The new data come from a meta-analysis that was published online May 19 in the Journal of the National Cancer Institute.
A literature search identified three case-control studies and two cohort studies involving a total of 866,049 men, among whom 41,874 were diagnosed with melanoma.
Among users of ED drugs, the risk for melanoma was increased by 11%, at a relative risk (RR) of 1.11, compared to those who did not use PDE5 inhibitors, Dr Loeb and colleagues report.
However, the association between ED drug use and increased melanoma risk was only statistically significant, at an RR of 1.15, among men who had the least exposure to these drugs; it was not statistically significant among men who used the drugs the most, at an RR of 1.09, the investigators note.

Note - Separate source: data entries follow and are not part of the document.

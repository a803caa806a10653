use chrono::NaiveDateTime;
use rust_decimal::Decimal;

use crate::catalog::Catalog;
use crate::domain::order::{DeliveryOption, OrderContext, OrderSubmission};
use crate::dto::catalog::PuppyCard;
use crate::dto::order::{DeliveryChoice, OrderPageData, OrderReceipt, OrderSummary};
use crate::forms::FormError;
use crate::forms::order::OrderForm;
use crate::gateway::OrderGateway;
use crate::services::{ServiceError, ServiceResult};

fn summarize(context: &OrderContext<'_>) -> OrderSummary {
    OrderSummary {
        puppy: PuppyCard::from(context.puppy),
        delivery: context.delivery,
        price: context.puppy.price.amount(),
        surcharge: context.surcharge(),
        total: context.total(),
    }
}

/// Loads the order page for the selected puppy; an unknown id is the "no selection" state.
pub fn load_order_page(
    catalog: &Catalog,
    puppy_id: Option<&str>,
    delivery: Option<DeliveryOption>,
) -> OrderPageData {
    let order = puppy_id
        .and_then(|id| catalog.find(id))
        .map(|puppy| summarize(&OrderContext::new(puppy, delivery)));

    if order.is_none() {
        log::info!("No puppy selected for id {puppy_id:?}");
    }

    OrderPageData {
        order,
        delivery_options: DeliveryChoice::list(delivery),
        errors: Vec::new(),
        focus: None,
        submission_error: None,
    }
}

/// Re-renders the order page after a rejected submission, keeping the user's choices.
pub fn load_order_page_with_errors(
    catalog: &Catalog,
    puppy_id: Option<&str>,
    delivery: Option<DeliveryOption>,
    error: &FormError,
) -> OrderPageData {
    OrderPageData {
        errors: error.field_errors().to_vec(),
        focus: error.first_invalid(),
        ..load_order_page(catalog, puppy_id, delivery)
    }
}

/// Message shown when the order could not be handed off.
pub const SUBMISSION_FAILED: &str =
    "We could not send your order. Nothing was submitted, please try again in a few minutes.";

/// Re-renders the order page after a failed hand-off so the visitor can retry.
pub fn load_order_page_after_failure(
    catalog: &Catalog,
    puppy_id: Option<&str>,
    delivery: Option<DeliveryOption>,
) -> OrderPageData {
    OrderPageData {
        submission_error: Some(SUBMISSION_FAILED),
        ..load_order_page(catalog, puppy_id, delivery)
    }
}

/// Total for `puppy_id` with the raw delivery option, `None` when the id is unknown.
pub fn quote_total(catalog: &Catalog, puppy_id: &str, delivery: &str) -> Option<Decimal> {
    catalog
        .find(puppy_id)
        .map(|puppy| OrderContext::from_input(puppy, delivery).total())
}

/// Validates the order form and hands the order to `gateway`.
pub fn submit_order<G>(
    catalog: &Catalog,
    gateway: &G,
    form: &OrderForm,
    submitted_at: NaiveDateTime,
) -> ServiceResult<OrderReceipt>
where
    G: OrderGateway + ?Sized,
{
    let order = form.validate_order().map_err(|err| {
        log::error!("Failed to validate order form: {err}");
        ServiceError::from(err)
    })?;

    let puppy = catalog
        .find(order.puppy_id.as_str())
        .ok_or_else(|| ServiceError::NotFound(order.puppy_id.to_string()))?;

    let email = order.customer.email.to_string();
    let submission = OrderSubmission::new(puppy, order.delivery, order.customer, submitted_at);

    gateway.submit(&submission).map_err(|err| {
        log::error!("Failed to submit order {}: {err}", submission.reference);
        err
    })?;

    log::info!(
        "Order {} submitted for {} ({}), total {}",
        submission.reference,
        puppy.name,
        submission.delivery,
        submission.total
    );

    Ok(OrderReceipt {
        reference: submission.reference,
        puppy_name: submission.puppy_name,
        delivery: submission.delivery,
        delivery_label: submission.delivery.label(),
        total: submission.total,
        email,
    })
}
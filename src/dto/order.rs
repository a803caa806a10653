//! DTOs shaped for the order and receipt templates.

use rust_decimal::Decimal;
use serde::Serialize;

use crate::domain::order::DeliveryOption;
use crate::domain::types::OrderReference;
use crate::dto::catalog::PuppyCard;
use crate::forms::FieldError;

/// One entry of the delivery selector.
#[derive(Clone, Debug, Serialize, PartialEq, Eq)]
pub struct DeliveryChoice {
    pub value: &'static str,
    pub label: &'static str,
    pub surcharge: Decimal,
    pub selected: bool,
}

impl DeliveryChoice {
    /// All options with `selected` marking the current one.
    pub fn list(selected: Option<DeliveryOption>) -> Vec<Self> {
        DeliveryOption::ALL
            .into_iter()
            .map(|option| Self {
                value: option.as_str(),
                label: option.label(),
                surcharge: option.surcharge(),
                selected: selected == Some(option),
            })
            .collect()
    }
}

/// Selected puppy with the price breakdown for the chosen delivery.
#[derive(Clone, Debug, Serialize, PartialEq, Eq)]
pub struct OrderSummary {
    pub puppy: PuppyCard,
    pub delivery: Option<DeliveryOption>,
    pub price: Decimal,
    pub surcharge: Decimal,
    pub total: Decimal,
}

/// Data required to render the order page.
#[derive(Debug, Serialize)]
pub struct OrderPageData {
    /// `None` is the "no selection" state.
    pub order: Option<OrderSummary>,
    pub delivery_options: Vec<DeliveryChoice>,
    pub errors: Vec<FieldError>,
    /// Field that should receive focus after a failed submission.
    pub focus: Option<&'static str>,
    /// Set when a valid order could not be handed off.
    pub submission_error: Option<&'static str>,
}

/// Confirmation shown once an order has been handed off.
#[derive(Clone, Debug, Serialize, PartialEq, Eq)]
pub struct OrderReceipt {
    pub reference: OrderReference,
    pub puppy_name: String,
    pub delivery: DeliveryOption,
    pub delivery_label: &'static str,
    pub total: Decimal,
    pub email: String,
}
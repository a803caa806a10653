//! Append-only JSON Lines outbox.
//!
//! Each submission becomes one line in the outbox file, to be picked up by
//! whatever forwards orders to the adoption team. The file is never read back.

use std::fs::{OpenOptions, create_dir_all};
use std::io::Write;
use std::path::{Path, PathBuf};

use crate::domain::order::OrderSubmission;
use crate::gateway::OrderGateway;
use crate::gateway::errors::GatewayResult;

#[derive(Clone, Debug)]
pub struct JsonlOutbox {
    path: PathBuf,
}

impl JsonlOutbox {
    pub fn new(path: impl Into<PathBuf>) -> Self {
        Self { path: path.into() }
    }

    pub fn path(&self) -> &Path {
        &self.path
    }
}

impl OrderGateway for JsonlOutbox {
    fn submit(&self, submission: &OrderSubmission) -> GatewayResult<()> {
        let mut line = serde_json::to_string(submission)?;
        line.push('\n');

        if let Some(parent) = self.path.parent().filter(|p| !p.as_os_str().is_empty()) {
            create_dir_all(parent)?;
        }

        let mut file = OpenOptions::new()
            .create(true)
            .append(true)
            .open(&self.path)?;
        file.write_all(line.as_bytes())?;
        file.flush()?;

        log::info!(
            "Queued order {} for {} in {}",
            submission.reference,
            submission.puppy_id,
            self.path.display()
        );
        Ok(())
    }
}
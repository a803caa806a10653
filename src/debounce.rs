//! Single-slot debouncing of rapid filter changes.
//!
//! Every [`Debouncer::schedule`] call replaces the pending value and pushes the
//! deadline out. Only the latest value is ever released, once its delay has
//! elapsed without a newer call.

use std::time::{Duration, Instant};

pub const DEFAULT_DEBOUNCE: Duration = Duration::from_millis(300);

/// Identifies one scheduled value; stale once a newer value is scheduled.
#[derive(Clone, Copy, Debug, PartialEq, Eq)]
pub struct PendingToken(u64);

#[derive(Debug)]
struct Pending<T> {
    token: PendingToken,
    deadline: Instant,
    value: T,
}

#[derive(Debug)]
pub struct Debouncer<T> {
    delay: Duration,
    generation: u64,
    pending: Option<Pending<T>>,
}

impl<T> Default for Debouncer<T> {
    fn default() -> Self {
        Self::new(DEFAULT_DEBOUNCE)
    }
}

impl<T> Debouncer<T> {
    pub fn new(delay: Duration) -> Self {
        Self {
            delay,
            generation: 0,
            pending: None,
        }
    }

    pub fn delay(&self) -> Duration {
        self.delay
    }

    /// Stores `value` as the only pending one, superseding anything scheduled before.
    pub fn schedule(&mut self, value: T, now: Instant) -> PendingToken {
        self.generation += 1;
        let token = PendingToken(self.generation);
        if self.pending.is_some() {
            log::debug!("Superseding pending value with generation {}", self.generation);
        }
        self.pending = Some(Pending {
            token,
            deadline: now + self.delay,
            value,
        });
        token
    }

    /// Whether `token` still refers to the pending value.
    pub fn is_current(&self, token: PendingToken) -> bool {
        self.pending
            .as_ref()
            .is_some_and(|pending| pending.token == token)
    }

    pub fn has_pending(&self) -> bool {
        self.pending.is_some()
    }

    /// Time left until the pending value is due, `None` when nothing is pending.
    pub fn time_until_due(&self, now: Instant) -> Option<Duration> {
        self.pending
            .as_ref()
            .map(|pending| pending.deadline.saturating_duration_since(now))
    }

    /// Releases the pending value when its deadline has passed.
    pub fn poll(&mut self, now: Instant) -> Option<T> {
        let due = self
            .pending
            .as_ref()
            .is_some_and(|pending| now >= pending.deadline);
        if due { self.flush() } else { None }
    }

    /// Releases the pending value immediately.
    pub fn flush(&mut self) -> Option<T> {
        self.pending.take().map(|pending| pending.value)
    }

    /// Drops the pending value without releasing it.
    pub fn cancel(&mut self) {
        self.pending = None;
    }
}

#[cfg(test)]
mod tests {
    use super::*;

    #[test]
    fn nothing_is_released_before_the_deadline() {
        let start = Instant::now();
        let mut debouncer = Debouncer::new(Duration::from_millis(300));
        debouncer.schedule("a", start);

        assert_eq!(debouncer.poll(start + Duration::from_millis(299)), None);
        assert_eq!(debouncer.poll(start + Duration::from_millis(300)), Some("a"));
        assert_eq!(debouncer.poll(start + Duration::from_millis(900)), None);
    }

    #[test]
    fn last_value_within_the_window_wins() {
        let start = Instant::now();
        let mut debouncer = Debouncer::new(Duration::from_millis(300));
        let first = debouncer.schedule("a", start);
        debouncer.schedule("b", start + Duration::from_millis(100));
        let last = debouncer.schedule("c", start + Duration::from_millis(200));

        assert!(!debouncer.is_current(first));
        assert!(debouncer.is_current(last));
        // Deadline moved with the last call.
        assert_eq!(debouncer.poll(start + Duration::from_millis(400)), None);
        assert_eq!(debouncer.poll(start + Duration::from_millis(500)), Some("c"));
        assert!(!debouncer.is_current(last));
    }

    #[test]
    fn flush_and_cancel() {
        let start = Instant::now();
        let mut debouncer = Debouncer::default();
        debouncer.schedule(1, start);
        assert_eq!(debouncer.time_until_due(start), Some(DEFAULT_DEBOUNCE));
        assert_eq!(debouncer.flush(), Some(1));
        assert!(!debouncer.has_pending());

        debouncer.schedule(2, start);
        debouncer.cancel();
        assert_eq!(debouncer.flush(), None);
        assert_eq!(debouncer.time_until_due(start), None);
    }
}
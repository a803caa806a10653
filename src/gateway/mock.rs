//! Mock gateway implementation for isolating services in tests.

use mockall::mock;

use crate::domain::order::OrderSubmission;
use crate::gateway::OrderGateway;
use crate::gateway::errors::GatewayResult;

mock! {
    pub Gateway {}

    impl OrderGateway for Gateway {
        fn submit(&self, submission: &OrderSubmission) -> GatewayResult<()>;
    }
}
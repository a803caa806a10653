//! Form and query-string definitions backing the storefront events.

use serde::Serialize;
use thiserror::Error;

pub mod filter;
pub mod order;

/// A single invalid form field with the message shown next to it.
#[derive(Clone, Debug, PartialEq, Eq, Serialize)]
pub struct FieldError {
    pub field: &'static str,
    pub message: &'static str,
}

#[derive(Debug, Error)]
/// Errors that can occur when processing form data.
pub enum FormError {
    #[error("invalid fields: {}", field_names(.0))]
    InvalidFields(Vec<FieldError>),

    #[error("malformed form payload: {0}")]
    Malformed(String),
}

impl FormError {
    /// Invalid fields in form order; empty for malformed payloads.
    pub fn field_errors(&self) -> &[FieldError] {
        match self {
            Self::InvalidFields(fields) => fields,
            Self::Malformed(_) => &[],
        }
    }

    /// The field that should receive focus.
    pub fn first_invalid(&self) -> Option<&'static str> {
        self.field_errors().first().map(|error| error.field)
    }
}

fn field_names(fields: &[FieldError]) -> String {
    fields
        .iter()
        .map(|error| error.field)
        .collect::<Vec<_>>()
        .join(", ")
}

/// Decodes an `application/x-www-form-urlencoded` payload.
pub(crate) fn decode<'de, T: serde::Deserialize<'de>>(payload: &'de str) -> Result<T, FormError> {
    let payload = payload.trim().trim_start_matches('?');
    serde_html_form::from_str(payload).map_err(|err| FormError::Malformed(err.to_string()))
}
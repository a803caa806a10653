use serde::Serialize;

pub const DEFAULT_ITEMS_PER_PAGE: usize = 10;

/// Most page numbers shown at once in the navigation bar.
const MAX_VISIBLE_PAGES: usize = 5;

/// Page numbers around `current_page`, at most [`MAX_VISIBLE_PAGES`] of them.
fn get_pages(total_pages: usize, current_page: usize) -> Vec<usize> {
    if total_pages == 0 {
        return vec![];
    }

    let start = current_page.saturating_sub(2).max(1);
    let end = (start + MAX_VISIBLE_PAGES - 1).min(total_pages);

    (start..=end).collect()
}

/// Navigation state for one rendered page of results.
///
/// `previous`/`next` are `None` when the control is disabled.
#[derive(Clone, Debug, PartialEq, Eq, Serialize)]
pub struct PageControls {
    pub page: usize,
    pub page_count: usize,
    pub pages: Vec<usize>,
    pub previous: Option<usize>,
    pub next: Option<usize>,
    pub showing_from: usize,
    pub showing_to: usize,
    pub total: usize,
}

/// Current page position over a list of results.
///
/// The page number is 1-based and must be [`reset`](Paginator::reset) whenever
/// the underlying list changes.
#[derive(Clone, Debug, PartialEq, Eq)]
pub struct Paginator {
    current_page: usize,
    items_per_page: usize,
}

impl Default for Paginator {
    fn default() -> Self {
        Self::new(DEFAULT_ITEMS_PER_PAGE)
    }
}

impl Paginator {
    /// A zero page size is bumped to one.
    pub fn new(items_per_page: usize) -> Self {
        Self {
            current_page: 1,
            items_per_page: items_per_page.max(1),
        }
    }

    pub fn current_page(&self) -> usize {
        self.current_page
    }

    pub fn items_per_page(&self) -> usize {
        self.items_per_page
    }

    pub fn page_count(&self, item_count: usize) -> usize {
        item_count.div_ceil(self.items_per_page)
    }

    pub fn reset(&mut self) {
        self.current_page = 1;
    }

    /// Moves to `page`, clamped into the valid range. Returns the new page.
    pub fn go_to(&mut self, page: usize, item_count: usize) -> usize {
        let last = self.page_count(item_count).max(1);
        self.current_page = page.clamp(1, last);
        self.current_page
    }

    pub fn next(&mut self, item_count: usize) -> usize {
        self.go_to(self.current_page + 1, item_count)
    }

    pub fn previous(&mut self, item_count: usize) -> usize {
        self.go_to(self.current_page.saturating_sub(1), item_count)
    }

    /// Items on `page`; out-of-range pages are empty.
    pub fn items_for_page<'a, T>(&self, items: &'a [T], page: usize) -> &'a [T] {
        if page == 0 {
            return &[];
        }
        let start = (page - 1).saturating_mul(self.items_per_page);
        let end = start.saturating_add(self.items_per_page).min(items.len());
        items.get(start..end).unwrap_or(&[])
    }

    pub fn current_items<'a, T>(&self, items: &'a [T]) -> &'a [T] {
        self.items_for_page(items, self.current_page)
    }

    /// Navigation for the current page, `None` when everything fits on one page.
    pub fn controls(&self, item_count: usize) -> Option<PageControls> {
        let page_count = self.page_count(item_count);
        if page_count <= 1 {
            return None;
        }

        let page = self.current_page.min(page_count);
        let showing_from = (page - 1) * self.items_per_page + 1;
        let showing_to = (page * self.items_per_page).min(item_count);

        Some(PageControls {
            page,
            page_count,
            pages: get_pages(page_count, page),
            previous: (page > 1).then(|| page - 1),
            next: (page < page_count).then(|| page + 1),
            showing_from,
            showing_to,
            total: item_count,
        })
    }
}

/// One page of items ready for rendering.
#[derive(Debug, Serialize)]
pub struct Paginated<T> {
    pub items: Vec<T>,
    pub page: usize,
    pub total: usize,
    pub controls: Option<PageControls>,
}

impl<T: Clone> Paginated<T> {
    /// Slices the current page out of `items` according to `paginator`.
    pub fn new(items: &[T], paginator: &Paginator) -> Self {
        Self {
            items: paginator.current_items(items).to_vec(),
            page: paginator.current_page(),
            total: items.len(),
            controls: paginator.controls(items.len()),
        }
    }
}
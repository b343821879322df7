use foundation::time::Time;

/// Deterministic frame metadata.
///
/// Transition completion is driven from frames rather than wall-clock timers,
/// so a recorded sequence of frames replays to the same camera states.
#[derive(Debug, Copy, Clone, PartialEq)]
pub struct Frame {
    /// 0-based frame index.
    pub index: u64,
    /// Delta time of this frame (seconds).
    pub dt_s: f64,
    /// Session time at the end of the frame.
    pub time: Time,
}

/// Monotonic session clock.
#[derive(Debug, Copy, Clone, PartialEq, Default)]
pub struct Clock {
    frames: u64,
    now: Time,
}

impl Clock {
    pub fn new() -> Self {
        Self::default()
    }

    pub fn now(&self) -> Time {
        self.now
    }

    /// Advances the clock by `dt_s` seconds. Negative deltas are treated as zero.
    pub fn tick(&mut self, dt_s: f64) -> Frame {
        let dt_s = dt_s.max(0.0);
        self.now = Time(self.now.0 + dt_s);
        let frame = Frame {
            index: self.frames,
            dt_s,
            time: self.now,
        };
        self.frames += 1;
        frame
    }

    pub fn tick_ms(&mut self, ms: u32) -> Frame {
        self.tick(f64::from(ms) / 1000.0)
    }
}
//! Point ingestion: the Overpass query and response format, the
//! `PointSource` seam, and the cancellable loader feeding `PointData`.

pub mod error;
pub mod loader;
pub mod overpass;
pub mod source;
pub mod state;

pub use error::*;
pub use loader::*;
pub use overpass::*;
pub use source::*;
pub use state::*;
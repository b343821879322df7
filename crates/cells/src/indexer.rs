use foundation::geo::LonLat;
use foundation::ids::CellId;
use h3o::{LatLng, Resolution};

#[derive(Debug, Clone, PartialEq)]
pub enum CellIndexError {
    InvalidResolution(u8),
    InvalidPosition { lon: f64, lat: f64 },
}

impl std::fmt::Display for CellIndexError {
    fn fmt(&self, f: &mut std::fmt::Formatter<'_>) -> std::fmt::Result {
        match self {
            CellIndexError::InvalidResolution(r) => write!(f, "unsupported cell resolution: {r}"),
            CellIndexError::InvalidPosition { lon, lat } => {
                write!(f, "position cannot be indexed: lon={lon} lat={lat}")
            }
        }
    }
}

impl std::error::Error for CellIndexError {}

/// Maps a position to the cell containing it at a resolution.
///
/// Implementations must be deterministic in `(position, resolution)`.
pub trait CellIndexer {
    fn cell_for(&self, position: LonLat, resolution: u8) -> Result<CellId, CellIndexError>;
}

/// H3 hexagonal cells. Ids are the canonical 15-digit hex strings.
#[derive(Debug, Copy, Clone, Default)]
pub struct H3Indexer;

impl CellIndexer for H3Indexer {
    fn cell_for(&self, position: LonLat, resolution: u8) -> Result<CellId, CellIndexError> {
        let res = Resolution::try_from(resolution)
            .map_err(|_| CellIndexError::InvalidResolution(resolution))?;
        let ll = LatLng::new(position.lat, position.lon).map_err(|_| {
            CellIndexError::InvalidPosition {
                lon: position.lon,
                lat: position.lat,
            }
        })?;
        Ok(CellId::new(ll.to_cell(res).to_string()))
    }
}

As Dr Loeb pointed out in a previous report on ED drug use and melanoma risk, «if it was a causal relationship…we would have expected that the men who filled the most prescriptions would have the highest risk, and that was not the case at all.»
Moreover, there was a 16% increased risk for basal cell carcinoma among users of ED drugs vs nonusers, at an RR of 1.16 — which was similar to that seen for melanoma risk among users of ED drugs, Dr Loeb pointed out.
If ED drugs really did increase the risk for melanoma, there should not be any association with basal cell carcinoma, she noted.
However, in both the previous report and the current meta-analysis, there was an increased risk for basal cell cancer among users of ED drugs, obviating the proposition that upregulation of PDE5 by PDE5 inhibition upregulates BRAF mutations involved in melanoma, thus increasing melanoma risk in users of ED drugs.
It is widely accepted that the risk for basal cell carcinoma is directly related to sun exposure.
Dr Loeb and colleagues also reasoned that if ED drugs cause melanoma, they could expect to see more aggressive disease among users of ED drugs than among nonusers, but again, this was not the case.
In fact, in their meta-analysis, they found that persons who used PDE5 inhibitors frequently were at lower risk for stage II to IV melanoma, at an RR of 0.67, than nonusers, although the risk for early-stage melanoma was higher, at an RR of 1.45, among men with the greatest exposure to ED drugs compared to nonusers.
Sildenafil and Melanoma
In 2014, it was reported that the risk for invasive melanoma was almost twice as high among users of sildenafil compared to nonusers.
This report prompted the US Food and Drug Administration to place sildenafil and other ED drugs on its watch list of medications with possible safety issues in 2016.
It was this action that prompted Dr Loeb and colleagues to undertake the current meta-analysis to search for a causal link between PDE5 inhibitors and melanoma risk.